[Dataset entries]
==========

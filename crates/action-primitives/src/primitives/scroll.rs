//! Scroll-to-find primitive

use action_locator::{ElementResolver, Selector};
use serde_json::json;
use tracing::{debug, info};

use crate::{
    device::{Device, ScrollDirection},
    primitives::{DefaultActionExecutor, PrimitiveOutcome},
    types::{ActionFailure, ExecCtx, FailureReason},
};

/// Execute scroll_to_find primitive
///
/// The current screen is checked first; after that each attempt is one
/// scroll unit in `direction` followed by a capture and a resolve. At most
/// `max_attempts` scrolls are performed. Success carries the first match in
/// document order and the number of scrolls it took.
pub async fn execute_scroll_to_find(
    executor: &DefaultActionExecutor,
    ctx: &ExecCtx,
    device: &dyn Device,
    selector: &Selector,
    direction: ScrollDirection,
    max_attempts: u32,
) -> PrimitiveOutcome {
    let mut snapshot = executor.capture_in(ctx, device, true).await?;
    let mut attempt = 0u32;

    loop {
        let resolution = executor.resolver().resolve(selector, &snapshot);
        if let Some(element) = resolution.refs(&snapshot).into_iter().next() {
            info!(
                action_id = %ctx.action_id,
                attempts = attempt,
                element = %element.element_id,
                "scroll_to_find located target"
            );
            return Ok(Some(json!({
                "element": element,
                "attempts": attempt,
            })));
        }

        if attempt >= max_attempts {
            return Err(ActionFailure::new(
                FailureReason::NotFound,
                format!(
                    "selector '{selector}' not found after {attempt} scroll(s) {direction}"
                ),
            )
            .with_snapshot(snapshot));
        }

        if ctx.is_cancelled() {
            return Err(DefaultActionExecutor::cancelled("during scroll_to_find"));
        }

        attempt += 1;
        debug!(action_id = %ctx.action_id, attempt = attempt, direction = %direction, "scroll");
        device
            .scroll(direction)
            .await
            .map_err(|err| DefaultActionExecutor::device_failure(err, &snapshot))?;
        snapshot = executor.capture_in(ctx, device, true).await?;
    }
}
//! Error types for device access

use perceiver_structural::PerceiverError;
use thiserror::Error;

/// Errors reported by a device handle
#[derive(Debug, Error, Clone, PartialEq, Eq)]
pub enum DeviceError {
    /// Device or session is gone
    #[error("Device unavailable: {0}")]
    Unavailable(String),

    /// Device refused to deliver the input
    #[error("Input rejected: {0}")]
    Rejected(String),

    /// Screen could not be captured
    #[error("Screen capture failed: {0}")]
    Capture(String),

    /// Operation is not supported by this device
    #[error("Unsupported operation: {0}")]
    Unsupported(String),
}

impl DeviceError {
    /// Check if retrying the same input could plausibly succeed
    pub fn is_transient(&self) -> bool {
        matches!(self, DeviceError::Capture(_))
    }
}

impl From<PerceiverError> for DeviceError {
    fn from(err: PerceiverError) -> Self {
        DeviceError::Capture(err.to_string())
    }
}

==========

◆ PROMPT
Using the data above, show each line where "ActionFailure" occurs.

◆ EXPECTED ANSWER
    types::{ActionFailure, ExecCtx, FailureReason},
            return Err(ActionFailure::new(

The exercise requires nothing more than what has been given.